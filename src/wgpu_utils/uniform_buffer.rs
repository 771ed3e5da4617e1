// src/wgpu_utils/uniform_buffer.rs
use std::marker::PhantomData;

/// Typed wrapper around a uniform buffer
pub struct UniformBuffer<Content> {
    buffer: wgpu::Buffer,
    content_type: PhantomData<Content>,
    previous_content: Vec<u8>,
}

impl<Content: bytemuck::Pod> UniformBuffer<Content> {
    fn name() -> &'static str {
        let type_name = std::any::type_name::<Content>();
        let pos = type_name.rfind(':').unwrap_or(0);
        if pos > 0 {
            &type_name[(pos + 1)..]
        } else {
            type_name
        }
    }

    /// Create buffer with initial data
    pub fn new_with_data(device: &wgpu::Device, initial_content: &Content) -> Self {
        let buffer = device.create_buffer(&wgpu::BufferDescriptor {
            label: Some(&format!("UniformBuffer: {}", Self::name())),
            size: std::mem::size_of::<Content>() as u64,
            usage: wgpu::BufferUsages::UNIFORM | wgpu::BufferUsages::COPY_DST,
            mapped_at_creation: true,
        });

        let mapped_memory = buffer.slice(..);
        mapped_memory
            .get_mapped_range_mut()
            .clone_from_slice(bytemuck::bytes_of(initial_content));
        buffer.unmap();

        UniformBuffer {
            buffer,
            content_type: PhantomData,
            previous_content: bytemuck::bytes_of(initial_content).to_vec(),
        }
    }

    /// Update buffer content (optimized to skip unnecessary writes)
    pub fn update_content(&mut self, queue: &wgpu::Queue, content: Content) {
        let new_content = bytemuck::bytes_of(&content);
        if self.previous_content == new_content {
            return;
        }
        queue.write_buffer(&self.buffer, 0, new_content);
        self.previous_content = new_content.to_vec();
    }

    /// Get binding resource
    pub fn binding_resource(&self) -> wgpu::BindingResource {
        self.buffer.as_entire_binding()
    }
}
########################################
■ Brief
Each line that has the word "device" counts once. How many such lines are in the data? Give the number alone.

■ Answer box
2